Thread: bug in pageinspect's "tuple data" feature
If you have a sufficiently broken data page, pageinspect throws an error when trying to examine the page: ERROR: invalid memory alloc request size 18446744073709551451 This is pretty unhelpful; it would be better not to try to print the data instead of dying. With that, at least you can know where the problem is. This was introduced in d6061f83a166 (2015).
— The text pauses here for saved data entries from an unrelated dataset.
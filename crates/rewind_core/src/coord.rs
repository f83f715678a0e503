//! Log coordinates for REWIND.
//!
//! Sequence numbers are the ordering authority. Offsets only locate a
//! position in the log; timestamps are advisory and live on index entries.

use serde::{Deserialize, Serialize};

/// Sequence number - strictly increasing per stream
///
/// `Seq(0)` is genesis: the position before the first event.
#[derive(Debug, Clone, Copy, PartialEq, Eq, Hash, PartialOrd, Ord, Serialize, Deserialize)]
#[serde(transparent)]
pub struct Seq(u64);

impl Seq {
    /// Genesis, before any event
    #[must_use]
    pub const fn genesis() -> Self {
        Self(0)
    }

    /// Create from raw value
    #[must_use]
    pub const fn from_raw(value: u64) -> Self {
        Self(value)
    }

    /// Get raw value
    #[must_use]
    pub const fn as_u64(&self) -> u64 {
        self.0
    }

    /// Whether this is genesis
    #[must_use]
    pub const fn is_genesis(&self) -> bool {
        self.0 == 0
    }

    /// The next sequence number
    #[must_use]
    pub const fn next(&self) -> Self {
        Self(self.0.saturating_add(1))
    }

    /// Number of sequence numbers in `(self, upper]`
    #[must_use]
    pub const fn distance_to(&self, upper: Seq) -> u64 {
        upper.0.saturating_sub(self.0)
    }
}

impl Default for Seq {
    fn default() -> Self {
        Self::genesis()
    }
}

impl std::fmt::Display for Seq {
    fn fmt(&self, f: &mut std::fmt::Formatter<'_>) -> std::fmt::Result {
        write!(f, "{}", self.0)
    }
}

impl From<u64> for Seq {
    fn from(value: u64) -> Self {
        Self(value)
    }
}

/// Log offset - byte or record position, monotone non-decreasing, may have gaps
#[derive(Debug, Clone, Copy, PartialEq, Eq, Hash, PartialOrd, Ord, Serialize, Deserialize)]
#[serde(transparent)]
pub struct LogOffset(u64);

impl LogOffset {
    /// Offset zero
    #[must_use]
    pub const fn zero() -> Self {
        Self(0)
    }

    /// Create from raw value
    #[must_use]
    pub const fn from_raw(value: u64) -> Self {
        Self(value)
    }

    /// Get raw value
    #[must_use]
    pub const fn as_u64(&self) -> u64 {
        self.0
    }
}

impl Default for LogOffset {
    fn default() -> Self {
        Self::zero()
    }
}

impl std::fmt::Display for LogOffset {
    fn fmt(&self, f: &mut std::fmt::Formatter<'_>) -> std::fmt::Result {
        write!(f, "@{}", self.0)
    }
}

impl From<u64> for LogOffset {
    fn from(value: u64) -> Self {
        Self(value)
    }
}
//! Stream identifiers.
//!
//! A stream is the append-only event sequence of one entity or aggregate.
//! Identifiers are opaque strings chosen by the producing side.

use serde::{Deserialize, Serialize};

/// Stream identifier - names one entity's event stream
#[derive(Debug, Clone, PartialEq, Eq, Hash, PartialOrd, Ord, Serialize, Deserialize)]
#[serde(transparent)]
pub struct StreamId(String);

impl StreamId {
    /// Create a stream id from a name
    #[must_use]
    pub fn new(name: impl Into<String>) -> Self {
        Self(name.into())
    }

    /// Get as string slice
    #[must_use]
    pub fn as_str(&self) -> &str {
        &self.0
    }
}

impl std::fmt::Display for StreamId {
    fn fmt(&self, f: &mut std::fmt::Formatter<'_>) -> std::fmt::Result {
        f.write_str(&self.0)
    }
}

impl From<&str> for StreamId {
    fn from(name: &str) -> Self {
        Self::new(name)
    }
}

impl From<String> for StreamId {
    fn from(name: String) -> Self {
        Self(name)
    }
}

impl AsRef<str> for StreamId {
    fn as_ref(&self) -> &str {
        &self.0
    }
}
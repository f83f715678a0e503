//! JSON file loaders.
//!
//! Logs are JSON lines, one [`LogRecord`] per line. Checkpoint files are a
//! JSON array of [`CheckpointRecord`]s.

use crate::checkpoint::{InitialCheckpoint, MemoryCheckpointStore};
use chrono::{DateTime, Utc};
use rewind_core::{CoreError, CoreResult, LogOffset, Seq, StreamId};
use rewind_log::{Event, EventMetadata, MemoryLog};
use serde::de::DeserializeOwned;
use serde::{Deserialize, Serialize};
use std::path::Path;

/// One line of a log file
///
/// When `seq` and `offset` are both omitted the record is appended and gets
/// the next position; otherwise both must be present and follow the head.
#[derive(Debug, Clone, PartialEq, Serialize, Deserialize)]
pub struct LogRecord {
    /// Stream the event belongs to
    pub stream: StreamId,
    /// Explicit sequence number
    #[serde(default, skip_serializing_if = "Option::is_none")]
    pub seq: Option<Seq>,
    /// Explicit log offset
    #[serde(default, skip_serializing_if = "Option::is_none")]
    pub offset: Option<LogOffset>,
    /// When the event was recorded
    pub timestamp: DateTime<Utc>,
    /// Payload kind
    pub kind: String,
    /// JSON payload; `null` when absent
    #[serde(default)]
    pub payload: serde_json::Value,
}

/// One entry of a checkpoint file
#[derive(Debug, Clone, PartialEq, Serialize, Deserialize)]
pub struct CheckpointRecord<S> {
    /// Stream the checkpoint belongs to
    pub stream: StreamId,
    /// Last sequence number folded into `state`
    pub index: Seq,
    /// View state after `index`
    pub state: S,
}

/// Load a JSON-lines log file into memory
///
/// Blank lines are skipped.
///
/// # Errors
///
/// Returns `Io` if the file cannot be read, `Encoding` for malformed lines,
/// and `OutOfRange` for records that break stream ordering
pub async fn load_log(path: impl AsRef<Path>) -> CoreResult<MemoryLog> {
    let path = path.as_ref();
    let text = tokio::fs::read_to_string(path).await?;
    let log = MemoryLog::new();

    for (line_no, line) in text.lines().enumerate() {
        if line.trim().is_empty() {
            continue;
        }
        let record: LogRecord = serde_json::from_str(line).map_err(|e| CoreError::Encoding {
            reason: format!("{}:{}: {}", path.display(), line_no + 1, e),
        })?;
        apply_record(&log, record)?;
    }

    tracing::debug!(path = %path.display(), streams = log.streams().len(), "log loaded");
    Ok(log)
}

fn apply_record(log: &MemoryLog, record: LogRecord) -> CoreResult<()> {
    let payload = serde_json::to_vec(&record.payload)?;
    match (record.seq, record.offset) {
        (None, None) => {
            log.append(&record.stream, record.kind, payload, record.timestamp)?;
        }
        (Some(seq), Some(offset)) => {
            let metadata = EventMetadata::new(record.stream, seq, offset, record.timestamp);
            log.insert(Event::new(metadata, record.kind).with_payload(payload))?;
        }
        _ => {
            return Err(CoreError::out_of_range(format!(
                "record in {} sets only one of seq/offset",
                record.stream
            )));
        }
    }
    Ok(())
}

/// Load a checkpoint file into an in-memory store
///
/// # Errors
///
/// Returns `Io` if the file cannot be read and `Encoding` if it is malformed
pub async fn load_checkpoints<S>(path: impl AsRef<Path>) -> CoreResult<MemoryCheckpointStore<S>>
where
    S: Clone + Serialize + DeserializeOwned,
{
    let bytes = tokio::fs::read(path.as_ref()).await?;
    let records: Vec<CheckpointRecord<S>> = serde_json::from_slice(&bytes)?;

    let store = MemoryCheckpointStore::new();
    for record in records {
        store.save(&record.stream, InitialCheckpoint::new(record.state, record.index))?;
    }
    Ok(store)
}

#[cfg(test)]
mod tests {
    use super::*;
    use crate::checkpoint::CheckpointSource;
    use rewind_log::{EventSource, IndexSource};
    use serde_json::{Value, json};
    use std::io::Write;

    fn write_temp(contents: &str) -> tempfile::NamedTempFile {
        let mut file = tempfile::NamedTempFile::new().unwrap();
        file.write_all(contents.as_bytes()).unwrap();
        file
    }

    #[tokio::test]
    async fn test_load_log_appends_and_inserts() {
        let file = write_temp(concat!(
            r#"{"stream":"s","timestamp":"2024-01-01T00:00:00Z","kind":"put","payload":{"path":"a","value":1}}"#,
            "\n\n",
            r#"{"stream":"s","seq":2,"offset":500,"timestamp":"2024-01-01T00:00:01Z","kind":"put"}"#,
            "\n",
        ));
        let log = load_log(file.path()).await.unwrap();
        let stream = StreamId::new("s");
        assert_eq!(log.head(&stream), Some(Seq::from_raw(2)));

        let index = log.lookup_index(&stream).await.unwrap();
        assert_eq!(index.entry(Seq::from_raw(2)).map(|e| e.offset), Some(LogOffset::from_raw(500)));

        let events = log
            .events_in_range(&stream, Seq::genesis(), Seq::from_raw(1))
            .await
            .unwrap();
        let payload: Value = events[0].decode_payload().unwrap();
        assert_eq!(payload, json!({"path": "a", "value": 1}));
    }

    #[tokio::test]
    async fn test_load_log_reports_line() {
        let file = write_temp("{\"stream\":\"s\"}\n");
        let err = load_log(file.path()).await.unwrap_err();
        match err {
            CoreError::Encoding { reason } => assert!(reason.contains(":1:")),
            other => panic!("unexpected error: {other}"),
        }
    }

    #[tokio::test]
    async fn test_load_log_half_positioned_record() {
        let file = write_temp(
            r#"{"stream":"s","seq":1,"timestamp":"2024-01-01T00:00:00Z","kind":"put"}"#,
        );
        let err = load_log(file.path()).await.unwrap_err();
        assert!(matches!(err, CoreError::OutOfRange { .. }));
    }

    #[tokio::test]
    async fn test_load_log_missing_file() {
        let err = load_log("/definitely/not/here.jsonl").await.unwrap_err();
        assert!(matches!(err, CoreError::Io { .. }));
    }

    #[tokio::test]
    async fn test_load_checkpoints() {
        let file = write_temp(r#"[{"stream":"s","index":3,"state":{"a":1}}]"#);
        let store: MemoryCheckpointStore<Value> = load_checkpoints(file.path()).await.unwrap();
        let found = store
            .nearest_checkpoint(&StreamId::new("s"), Seq::from_raw(10))
            .await
            .unwrap()
            .unwrap();
        assert_eq!(found.index, Seq::from_raw(3));
        assert_eq!(found.state, json!({"a": 1}));
    }
}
Proposed patch to fix it (by having the code print a null "data" instead of dying) is attached. -- Álvaro Herrera
Attachment
On 21/11/2020 21:32, Alvaro Herrera wrote: > If you have a sufficiently broken data page, pageinspect throws an > error when trying to examine the page: > > ERROR: invalid memory alloc request size 18446744073709551451 > > This is pretty unhelpful; it would be better not to try to print the > data instead of dying. With that, at least you can know where the > problem is. > > This was introduced in d6061f83a166 (2015). Proposed patch to fix it > (by having the code print a null "data" instead of dying) is attached. Null seems misleading. Maybe something like "invalid", or print a warning? - Heikki
On Mon, Nov 23, 2020 at 09:11:26AM +0200, Heikki Linnakangas wrote: > On 21/11/2020 21:32, Alvaro Herrera wrote: >> This is pretty unhelpful; it would be better not to try to print the >> data instead of dying. With that, at least you can know where the >> problem is. >> >> This was introduced in d6061f83a166 (2015). Proposed patch to fix it >> (by having the code print a null "data" instead of dying) is attached. > > Null seems misleading. Maybe something like "invalid", or print a warning? How did you get into this state to begin with? get_raw_page() uses ReadBufferExtended() which gives some level of protection already, so shouldn't it be better to return an ERROR with ERRCODE_DATA_CORRUPTED and the block involved? -- Michael
Attachment
On 2020-Nov-24, Michael Paquier wrote: > On Mon, Nov 23, 2020 at 09:11:26AM +0200, Heikki Linnakangas wrote: > > On 21/11/2020 21:32, Alvaro Herrera wrote: > >> This is pretty unhelpful; it would be better not to try to print the > >> data instead of dying. With that, at least you can know where the > >> problem is. > >> > >> This was introduced in d6061f83a166 (2015). Proposed patch to fix it > >> (by having the code print a null "data" instead of dying) is attached. > > > > Null seems misleading. Maybe something like "invalid", or print a warning? Good idea, thanks. > How did you get into this state to begin with? The data was corrupted for whatever reason. I don't care why or how, I just need to fix it. If the data isn't corrupted, then I don't use pageinspect in the first place. > get_raw_page() uses ReadBufferExtended() which gives some level of > protection already, so shouldn't it be better to return an ERROR with > ERRCODE_DATA_CORRUPTED and the block involved? What would I gain from doing that? It's even more unhelpful, because it is intentional rather than accidental.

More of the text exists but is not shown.